Please set down the line that contains "for wildcard import." and every line below it through the last, exactly as written, with no other lines.
*** Opening Source records ***
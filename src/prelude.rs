//! Functions, placeholders, and types for wildcard import.

pub use crate::{
    args, kw, pos, wrap, wrap_named, ArgVals, Args, AutoPartial, Called, P0, P1, P2, P3, P4, P5,
    P6, P7, P8, P9,
};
*** Closing Source records ***
* _Result of the task_
//! Functions, placeholders, and types for wildcard import.

pub use crate::{
    args, kw, pos, wrap, wrap_named, ArgVals, Args, AutoPartial, Called, P0, P1, P2, P3, P4, P5,
    P6, P7, P8, P9,
};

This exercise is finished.